Dora Bouchoucha

A pioneer of Arab cinema, Dora Bouchoucha has produced numerous Tunisian and foreign feature films with her company Nomadis Images, including Red Satin, Les Secrets, A Tunisian Spring and Foreign Body by Raja Amari and Inhebbek Hedi by Mohamed Ben Attia who won the GWFF Best First Feature Award at the 2016 Berlinale. She created the Carthage Film Festival Workshop in 1992 and the Scriptwriting Development Workshop Sud Écriture in 1997. A member of CineMart, IFFR PRO’s co-production market’s Expert Committee for more than ten years, she helped bring numerous international projects into the spotlight. In 2010, she chaired the Fonds Sud and in 2012, the Aide aux Cinémas du Monde (CNC). But her most important role so far has possibly been that of Director of the Journées Cinématographiques de Carthage in 2008, 2010 and 2014. This year, she attended the Karlovy Vary International Film Festival, where she was a Crystal Globe Competition Jury member.

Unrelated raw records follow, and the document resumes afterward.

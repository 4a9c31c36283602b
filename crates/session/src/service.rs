//! The remote operations a session depends on.

use routeplan_api_client::RouteplanClient;
use routeplan_core::model::{Constraints, DeliveryPoint, Route};
use routeplan_core::{Error, ErrorCode, Result};
use std::future::Future;
use std::path::Path;

/// Route optimization backend.
///
/// Implemented by [`RouteplanClient`]; tests substitute an in-memory fake.
pub trait RouteService: Send + Sync {
    /// Succeeds when the service reports itself healthy.
    fn check_health(&self) -> impl Future<Output = Result<()>> + Send;

    /// Canned delivery points held by the service.
    fn fetch_sample(&self) -> impl Future<Output = Result<Vec<DeliveryPoint>>> + Send;

    /// Let the service parse a raw file.
    fn upload_file(&self, path: &Path) -> impl Future<Output = Result<Vec<DeliveryPoint>>> + Send;

    /// Plan routes for `points` under `constraints`.
    fn generate_routes(
        &self,
        points: &[DeliveryPoint],
        constraints: &Constraints,
    ) -> impl Future<Output = Result<Vec<Route>>> + Send;
}

impl RouteService for RouteplanClient {
    async fn check_health(&self) -> Result<()> {
        let health = self.health().check().await?;
        if health.is_healthy() {
            Ok(())
        } else {
            Err(Error::new(
                ErrorCode::ServiceUnavailable,
                format!("Route service reports status '{}'", health.status),
            ))
        }
    }

    async fn fetch_sample(&self) -> Result<Vec<DeliveryPoint>> {
        Ok(self.sample().fetch().await?)
    }

    async fn upload_file(&self, path: &Path) -> Result<Vec<DeliveryPoint>> {
        Ok(self.upload().file(path).await?)
    }

    async fn generate_routes(&self, points: &[DeliveryPoint], constraints: &Constraints) -> Result<Vec<Route>> {
        Ok(self.routes().generate(points, constraints).await?)
    }
}

/// Whether a failure means the service should be treated as down.
pub fn is_outage(err: &Error) -> bool {
    matches!(err.code, ErrorCode::ServiceUnavailable | ErrorCode::Timeout)
}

Bouchoucha didn’t set out to become a film producer. She has always been interested in literature. “I’ve always been very interested in literature. I studied literature. I love literature! I read a lot and even today, if you ask me to choose between a book and a film, I will always go straight for a book,” she says.

Bouchoucha started her career in film as a volunteer at the Carthage Film Festival, the oldest film festival in the Arab world. “It was for us a window into the world. I started as a translator for the members of the Jury and serving coffee so I could have an accreditation and be involved in the festival as a volunteer. It started like that. And I ended up being the director of the festival,” she recalls. She started reading scripts for other producers before adding workshop organization to her plethora of film related activities and achievements, “From the very beginning, my main interest was script. Afterwards, I started being involved in the organization of workshops, because in our region, there were so many producers who needed training to comprehend what a creative producer does. That’s how I got very involved in what is going in Africa and the Arab world,” she shares.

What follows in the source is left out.